**EXERCISE GOAL**
Look through the entries below and return all lines including the word "Copy".

[Collected data entries]
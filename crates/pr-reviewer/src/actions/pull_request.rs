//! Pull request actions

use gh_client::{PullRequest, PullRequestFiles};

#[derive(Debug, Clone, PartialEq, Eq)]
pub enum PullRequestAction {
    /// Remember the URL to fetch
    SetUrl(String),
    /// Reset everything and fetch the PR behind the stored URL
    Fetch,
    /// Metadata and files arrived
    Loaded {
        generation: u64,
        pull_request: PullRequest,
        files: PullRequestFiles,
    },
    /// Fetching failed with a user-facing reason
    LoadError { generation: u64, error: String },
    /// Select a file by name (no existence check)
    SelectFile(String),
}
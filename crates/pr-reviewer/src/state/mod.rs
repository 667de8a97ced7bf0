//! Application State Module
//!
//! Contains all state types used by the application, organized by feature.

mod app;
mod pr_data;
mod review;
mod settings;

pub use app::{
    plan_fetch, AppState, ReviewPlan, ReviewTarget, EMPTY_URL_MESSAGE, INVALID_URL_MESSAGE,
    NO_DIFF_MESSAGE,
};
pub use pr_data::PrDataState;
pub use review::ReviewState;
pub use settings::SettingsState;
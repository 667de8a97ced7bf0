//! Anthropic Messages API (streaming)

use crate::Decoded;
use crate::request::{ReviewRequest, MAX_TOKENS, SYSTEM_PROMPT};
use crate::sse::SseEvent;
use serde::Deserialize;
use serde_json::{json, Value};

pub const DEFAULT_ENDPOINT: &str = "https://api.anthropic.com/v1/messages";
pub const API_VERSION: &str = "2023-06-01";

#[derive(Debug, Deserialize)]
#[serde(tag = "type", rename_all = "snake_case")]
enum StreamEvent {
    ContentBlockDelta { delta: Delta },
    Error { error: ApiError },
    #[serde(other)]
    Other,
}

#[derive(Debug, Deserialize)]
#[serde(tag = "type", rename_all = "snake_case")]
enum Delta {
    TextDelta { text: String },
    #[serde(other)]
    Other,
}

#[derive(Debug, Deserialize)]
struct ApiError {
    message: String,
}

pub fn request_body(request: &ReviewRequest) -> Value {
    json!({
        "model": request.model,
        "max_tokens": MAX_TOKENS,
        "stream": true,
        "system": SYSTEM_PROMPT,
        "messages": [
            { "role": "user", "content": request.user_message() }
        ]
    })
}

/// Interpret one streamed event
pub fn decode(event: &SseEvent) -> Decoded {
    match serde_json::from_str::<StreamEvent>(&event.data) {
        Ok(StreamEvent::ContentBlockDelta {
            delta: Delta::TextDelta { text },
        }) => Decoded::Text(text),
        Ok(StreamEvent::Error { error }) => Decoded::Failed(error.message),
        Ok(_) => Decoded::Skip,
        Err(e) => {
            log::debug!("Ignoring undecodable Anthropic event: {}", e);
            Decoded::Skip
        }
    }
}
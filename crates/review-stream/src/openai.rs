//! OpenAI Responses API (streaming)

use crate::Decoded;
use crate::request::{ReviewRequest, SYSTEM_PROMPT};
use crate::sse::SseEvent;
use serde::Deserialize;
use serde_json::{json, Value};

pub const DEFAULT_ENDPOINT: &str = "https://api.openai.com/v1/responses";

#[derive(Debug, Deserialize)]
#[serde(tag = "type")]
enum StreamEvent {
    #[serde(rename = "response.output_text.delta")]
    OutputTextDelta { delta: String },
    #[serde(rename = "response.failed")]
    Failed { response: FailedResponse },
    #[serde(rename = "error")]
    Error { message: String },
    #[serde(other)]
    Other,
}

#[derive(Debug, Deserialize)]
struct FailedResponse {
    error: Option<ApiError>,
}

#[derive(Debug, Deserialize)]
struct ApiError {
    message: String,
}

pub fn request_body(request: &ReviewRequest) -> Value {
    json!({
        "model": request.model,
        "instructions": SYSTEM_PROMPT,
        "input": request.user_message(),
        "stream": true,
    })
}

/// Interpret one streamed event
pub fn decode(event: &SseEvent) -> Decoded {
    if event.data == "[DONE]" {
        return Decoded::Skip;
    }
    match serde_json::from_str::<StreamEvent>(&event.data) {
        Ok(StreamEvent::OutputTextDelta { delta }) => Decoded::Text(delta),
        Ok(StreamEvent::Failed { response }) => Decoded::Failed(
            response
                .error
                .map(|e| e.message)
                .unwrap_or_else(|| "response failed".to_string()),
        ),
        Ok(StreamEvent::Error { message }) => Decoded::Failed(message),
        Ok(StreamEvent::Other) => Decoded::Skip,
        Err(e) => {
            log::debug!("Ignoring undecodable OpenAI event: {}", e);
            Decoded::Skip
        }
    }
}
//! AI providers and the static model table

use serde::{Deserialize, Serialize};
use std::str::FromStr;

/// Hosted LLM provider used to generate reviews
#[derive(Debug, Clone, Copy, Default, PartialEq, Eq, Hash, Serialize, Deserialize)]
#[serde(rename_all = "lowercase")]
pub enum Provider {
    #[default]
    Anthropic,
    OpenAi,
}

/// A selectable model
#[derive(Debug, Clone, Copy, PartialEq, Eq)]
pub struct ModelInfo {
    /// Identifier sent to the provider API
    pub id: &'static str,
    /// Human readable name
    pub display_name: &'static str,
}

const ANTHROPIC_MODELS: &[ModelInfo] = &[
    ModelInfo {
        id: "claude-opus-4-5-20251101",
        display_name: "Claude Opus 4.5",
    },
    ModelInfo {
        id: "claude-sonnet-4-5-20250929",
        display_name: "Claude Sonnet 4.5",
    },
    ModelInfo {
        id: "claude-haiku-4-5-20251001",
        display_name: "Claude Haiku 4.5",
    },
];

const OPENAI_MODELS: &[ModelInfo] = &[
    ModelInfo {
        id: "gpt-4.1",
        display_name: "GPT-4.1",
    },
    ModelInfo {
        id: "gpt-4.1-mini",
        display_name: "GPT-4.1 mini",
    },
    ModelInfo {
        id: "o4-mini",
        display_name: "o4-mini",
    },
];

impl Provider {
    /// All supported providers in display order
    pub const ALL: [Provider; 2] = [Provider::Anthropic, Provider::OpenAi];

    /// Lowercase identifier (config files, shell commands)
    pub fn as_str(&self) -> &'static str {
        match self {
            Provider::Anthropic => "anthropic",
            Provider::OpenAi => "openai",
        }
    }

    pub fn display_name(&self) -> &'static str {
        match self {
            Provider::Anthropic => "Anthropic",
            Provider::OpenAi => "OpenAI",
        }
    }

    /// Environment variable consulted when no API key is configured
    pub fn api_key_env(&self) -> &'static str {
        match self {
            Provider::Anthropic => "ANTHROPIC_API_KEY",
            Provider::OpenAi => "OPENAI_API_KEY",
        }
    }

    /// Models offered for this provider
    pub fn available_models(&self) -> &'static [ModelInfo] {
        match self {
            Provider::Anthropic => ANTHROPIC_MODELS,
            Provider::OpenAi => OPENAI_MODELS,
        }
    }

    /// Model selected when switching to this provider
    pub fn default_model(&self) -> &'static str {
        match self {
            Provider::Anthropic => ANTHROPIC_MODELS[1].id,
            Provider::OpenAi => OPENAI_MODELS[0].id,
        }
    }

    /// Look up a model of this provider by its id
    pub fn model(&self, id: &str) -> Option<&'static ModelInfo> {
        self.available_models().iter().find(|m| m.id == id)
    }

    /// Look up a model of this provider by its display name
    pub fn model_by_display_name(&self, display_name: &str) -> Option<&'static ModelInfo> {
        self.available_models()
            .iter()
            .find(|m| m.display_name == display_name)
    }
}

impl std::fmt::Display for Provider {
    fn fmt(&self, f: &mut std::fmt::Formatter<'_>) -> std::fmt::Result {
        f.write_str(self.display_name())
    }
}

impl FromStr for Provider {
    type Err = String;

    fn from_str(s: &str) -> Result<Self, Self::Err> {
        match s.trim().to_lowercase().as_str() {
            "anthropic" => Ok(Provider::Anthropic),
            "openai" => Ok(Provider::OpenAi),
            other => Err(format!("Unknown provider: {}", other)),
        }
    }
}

--

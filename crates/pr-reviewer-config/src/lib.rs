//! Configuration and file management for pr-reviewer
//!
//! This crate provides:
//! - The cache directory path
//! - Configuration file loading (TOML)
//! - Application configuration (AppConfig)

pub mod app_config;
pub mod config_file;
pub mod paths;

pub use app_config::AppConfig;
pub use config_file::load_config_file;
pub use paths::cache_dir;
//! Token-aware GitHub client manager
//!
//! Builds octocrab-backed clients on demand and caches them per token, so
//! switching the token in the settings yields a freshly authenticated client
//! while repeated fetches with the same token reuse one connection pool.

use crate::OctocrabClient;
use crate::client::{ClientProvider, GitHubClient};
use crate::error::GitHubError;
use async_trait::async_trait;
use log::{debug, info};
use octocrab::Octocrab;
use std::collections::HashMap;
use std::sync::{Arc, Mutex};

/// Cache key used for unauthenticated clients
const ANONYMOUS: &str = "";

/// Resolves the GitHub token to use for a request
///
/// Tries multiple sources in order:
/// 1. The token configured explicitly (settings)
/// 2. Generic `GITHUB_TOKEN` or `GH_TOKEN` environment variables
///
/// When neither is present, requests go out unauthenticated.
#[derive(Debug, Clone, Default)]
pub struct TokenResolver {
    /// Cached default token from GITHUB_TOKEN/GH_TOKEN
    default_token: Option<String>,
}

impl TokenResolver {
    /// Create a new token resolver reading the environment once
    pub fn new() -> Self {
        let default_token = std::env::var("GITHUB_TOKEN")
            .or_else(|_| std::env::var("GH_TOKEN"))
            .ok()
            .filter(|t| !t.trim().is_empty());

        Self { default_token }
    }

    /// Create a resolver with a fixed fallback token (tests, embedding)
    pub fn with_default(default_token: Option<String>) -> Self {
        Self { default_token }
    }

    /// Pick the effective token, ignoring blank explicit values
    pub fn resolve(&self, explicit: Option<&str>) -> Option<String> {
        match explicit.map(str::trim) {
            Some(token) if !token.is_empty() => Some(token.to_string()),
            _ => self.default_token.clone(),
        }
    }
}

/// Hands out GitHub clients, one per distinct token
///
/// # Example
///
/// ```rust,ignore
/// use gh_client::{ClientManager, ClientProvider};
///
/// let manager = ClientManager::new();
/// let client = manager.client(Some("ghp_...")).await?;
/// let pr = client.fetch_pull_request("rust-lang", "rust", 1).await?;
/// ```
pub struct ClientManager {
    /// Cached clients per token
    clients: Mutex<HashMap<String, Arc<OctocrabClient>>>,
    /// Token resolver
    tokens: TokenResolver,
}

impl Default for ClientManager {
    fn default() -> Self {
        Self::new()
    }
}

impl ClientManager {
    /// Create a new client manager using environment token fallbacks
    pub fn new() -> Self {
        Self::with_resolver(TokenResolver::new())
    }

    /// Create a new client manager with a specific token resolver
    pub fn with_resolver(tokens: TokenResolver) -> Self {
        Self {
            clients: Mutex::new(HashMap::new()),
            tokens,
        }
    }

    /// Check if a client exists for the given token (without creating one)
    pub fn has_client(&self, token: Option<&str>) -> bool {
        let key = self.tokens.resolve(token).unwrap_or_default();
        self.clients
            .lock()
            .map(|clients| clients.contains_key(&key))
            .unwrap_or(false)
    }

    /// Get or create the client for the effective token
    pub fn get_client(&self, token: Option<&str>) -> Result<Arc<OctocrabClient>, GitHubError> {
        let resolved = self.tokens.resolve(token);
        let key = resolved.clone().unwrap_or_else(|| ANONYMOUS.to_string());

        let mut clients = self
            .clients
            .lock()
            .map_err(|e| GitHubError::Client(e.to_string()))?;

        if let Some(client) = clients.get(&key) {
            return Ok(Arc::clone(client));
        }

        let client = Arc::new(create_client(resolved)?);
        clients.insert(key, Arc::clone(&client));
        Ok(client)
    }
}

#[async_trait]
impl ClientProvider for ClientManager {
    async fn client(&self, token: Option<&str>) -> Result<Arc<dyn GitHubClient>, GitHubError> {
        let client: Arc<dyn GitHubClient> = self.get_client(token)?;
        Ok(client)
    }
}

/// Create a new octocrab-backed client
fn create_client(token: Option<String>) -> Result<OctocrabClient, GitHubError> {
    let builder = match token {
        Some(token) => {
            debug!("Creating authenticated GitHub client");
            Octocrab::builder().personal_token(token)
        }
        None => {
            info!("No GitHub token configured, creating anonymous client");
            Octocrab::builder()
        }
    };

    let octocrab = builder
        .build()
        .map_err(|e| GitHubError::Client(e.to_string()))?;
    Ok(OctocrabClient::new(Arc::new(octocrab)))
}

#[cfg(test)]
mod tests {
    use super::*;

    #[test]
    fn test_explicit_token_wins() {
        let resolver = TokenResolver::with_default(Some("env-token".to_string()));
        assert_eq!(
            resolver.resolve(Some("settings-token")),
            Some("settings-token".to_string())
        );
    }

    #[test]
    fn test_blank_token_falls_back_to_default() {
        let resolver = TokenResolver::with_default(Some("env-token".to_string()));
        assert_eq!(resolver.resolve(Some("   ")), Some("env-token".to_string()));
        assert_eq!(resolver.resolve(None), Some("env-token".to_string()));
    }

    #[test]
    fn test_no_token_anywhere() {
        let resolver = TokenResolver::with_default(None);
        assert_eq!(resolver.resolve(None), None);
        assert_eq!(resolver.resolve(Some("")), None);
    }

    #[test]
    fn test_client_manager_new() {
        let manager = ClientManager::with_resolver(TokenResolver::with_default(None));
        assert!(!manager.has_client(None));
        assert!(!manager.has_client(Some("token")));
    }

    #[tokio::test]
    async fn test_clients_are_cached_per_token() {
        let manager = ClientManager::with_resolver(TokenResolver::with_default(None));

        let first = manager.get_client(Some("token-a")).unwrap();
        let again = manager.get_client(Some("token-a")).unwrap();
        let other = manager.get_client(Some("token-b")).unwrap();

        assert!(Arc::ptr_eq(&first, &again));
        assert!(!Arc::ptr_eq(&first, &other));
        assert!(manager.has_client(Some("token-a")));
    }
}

---

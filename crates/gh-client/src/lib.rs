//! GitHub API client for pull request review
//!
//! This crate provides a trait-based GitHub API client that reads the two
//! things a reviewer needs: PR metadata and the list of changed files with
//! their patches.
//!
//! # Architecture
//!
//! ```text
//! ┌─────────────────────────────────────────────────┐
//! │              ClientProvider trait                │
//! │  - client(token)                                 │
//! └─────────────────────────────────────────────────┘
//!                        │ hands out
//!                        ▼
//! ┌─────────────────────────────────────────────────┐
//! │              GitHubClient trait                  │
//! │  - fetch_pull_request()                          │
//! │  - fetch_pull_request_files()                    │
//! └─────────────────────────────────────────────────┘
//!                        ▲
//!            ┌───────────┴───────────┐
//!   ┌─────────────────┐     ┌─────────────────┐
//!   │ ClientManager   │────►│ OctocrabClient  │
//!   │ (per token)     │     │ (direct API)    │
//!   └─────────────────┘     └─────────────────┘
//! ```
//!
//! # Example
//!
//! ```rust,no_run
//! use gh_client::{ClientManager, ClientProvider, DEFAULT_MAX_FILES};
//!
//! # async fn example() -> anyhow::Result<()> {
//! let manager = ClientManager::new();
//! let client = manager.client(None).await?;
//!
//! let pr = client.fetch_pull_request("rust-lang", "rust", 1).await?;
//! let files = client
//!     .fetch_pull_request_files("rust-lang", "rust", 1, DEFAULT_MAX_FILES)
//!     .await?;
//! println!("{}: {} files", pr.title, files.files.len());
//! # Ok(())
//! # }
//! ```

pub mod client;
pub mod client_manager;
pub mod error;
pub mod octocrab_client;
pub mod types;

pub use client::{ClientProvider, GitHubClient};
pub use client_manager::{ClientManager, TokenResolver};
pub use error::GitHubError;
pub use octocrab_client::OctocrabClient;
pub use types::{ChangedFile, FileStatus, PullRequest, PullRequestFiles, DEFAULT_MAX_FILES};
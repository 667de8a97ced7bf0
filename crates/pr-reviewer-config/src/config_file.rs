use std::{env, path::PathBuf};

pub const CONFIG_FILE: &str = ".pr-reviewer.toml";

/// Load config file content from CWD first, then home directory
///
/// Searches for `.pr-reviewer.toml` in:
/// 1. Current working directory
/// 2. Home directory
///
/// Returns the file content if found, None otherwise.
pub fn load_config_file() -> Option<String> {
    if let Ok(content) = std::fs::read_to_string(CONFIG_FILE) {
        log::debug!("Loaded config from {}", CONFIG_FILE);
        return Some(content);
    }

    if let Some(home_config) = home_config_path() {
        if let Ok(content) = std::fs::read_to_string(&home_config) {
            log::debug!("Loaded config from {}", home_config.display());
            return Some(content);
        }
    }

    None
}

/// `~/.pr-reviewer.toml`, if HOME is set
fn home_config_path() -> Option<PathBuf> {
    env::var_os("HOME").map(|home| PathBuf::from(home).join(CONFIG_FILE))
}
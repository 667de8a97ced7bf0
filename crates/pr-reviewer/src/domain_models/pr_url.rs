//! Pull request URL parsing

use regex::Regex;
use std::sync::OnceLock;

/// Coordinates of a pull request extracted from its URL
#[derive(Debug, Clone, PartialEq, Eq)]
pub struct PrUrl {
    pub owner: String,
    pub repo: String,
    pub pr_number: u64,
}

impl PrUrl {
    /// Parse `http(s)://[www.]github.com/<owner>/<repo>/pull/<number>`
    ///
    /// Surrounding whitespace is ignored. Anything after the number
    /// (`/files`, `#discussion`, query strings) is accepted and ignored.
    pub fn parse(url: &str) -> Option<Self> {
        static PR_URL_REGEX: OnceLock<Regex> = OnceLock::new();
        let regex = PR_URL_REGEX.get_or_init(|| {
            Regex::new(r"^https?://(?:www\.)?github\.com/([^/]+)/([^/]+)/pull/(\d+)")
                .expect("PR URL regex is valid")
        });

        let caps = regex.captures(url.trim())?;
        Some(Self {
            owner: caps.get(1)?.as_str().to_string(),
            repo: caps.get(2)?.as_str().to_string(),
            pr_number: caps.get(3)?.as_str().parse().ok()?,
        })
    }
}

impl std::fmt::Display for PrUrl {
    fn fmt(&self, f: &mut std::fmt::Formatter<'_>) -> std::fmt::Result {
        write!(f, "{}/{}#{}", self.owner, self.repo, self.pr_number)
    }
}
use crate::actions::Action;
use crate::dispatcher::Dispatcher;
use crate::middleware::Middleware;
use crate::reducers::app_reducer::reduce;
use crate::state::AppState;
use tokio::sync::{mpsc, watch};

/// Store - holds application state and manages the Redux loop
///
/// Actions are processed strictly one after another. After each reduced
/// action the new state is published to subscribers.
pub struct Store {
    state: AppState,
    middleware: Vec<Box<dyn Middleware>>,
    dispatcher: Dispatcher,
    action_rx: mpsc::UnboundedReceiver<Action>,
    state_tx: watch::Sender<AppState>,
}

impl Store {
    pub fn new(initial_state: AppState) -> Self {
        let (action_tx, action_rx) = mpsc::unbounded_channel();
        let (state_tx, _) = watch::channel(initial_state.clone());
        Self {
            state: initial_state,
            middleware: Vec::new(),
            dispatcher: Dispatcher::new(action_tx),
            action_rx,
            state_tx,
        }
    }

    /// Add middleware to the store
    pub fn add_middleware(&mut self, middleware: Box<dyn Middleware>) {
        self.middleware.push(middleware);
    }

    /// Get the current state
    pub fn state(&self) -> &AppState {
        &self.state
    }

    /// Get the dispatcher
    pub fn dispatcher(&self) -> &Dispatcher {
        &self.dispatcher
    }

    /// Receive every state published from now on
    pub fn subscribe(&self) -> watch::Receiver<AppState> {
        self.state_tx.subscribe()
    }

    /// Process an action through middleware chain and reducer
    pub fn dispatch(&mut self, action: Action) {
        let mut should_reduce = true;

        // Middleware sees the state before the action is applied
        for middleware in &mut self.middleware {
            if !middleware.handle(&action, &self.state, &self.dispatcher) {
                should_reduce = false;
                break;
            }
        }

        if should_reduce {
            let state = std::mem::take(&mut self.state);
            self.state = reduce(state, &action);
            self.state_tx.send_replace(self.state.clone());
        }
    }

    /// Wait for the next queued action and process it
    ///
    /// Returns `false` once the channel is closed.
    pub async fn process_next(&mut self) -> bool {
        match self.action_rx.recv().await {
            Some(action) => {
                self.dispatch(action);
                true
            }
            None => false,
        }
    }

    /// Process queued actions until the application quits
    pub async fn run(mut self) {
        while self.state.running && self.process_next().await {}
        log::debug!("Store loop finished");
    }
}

**TASK ANSWER**
#[derive(Debug, Clone, Copy, Default, PartialEq, Eq, Hash, Serialize, Deserialize)]
#[derive(Debug, Clone, Copy, PartialEq, Eq)]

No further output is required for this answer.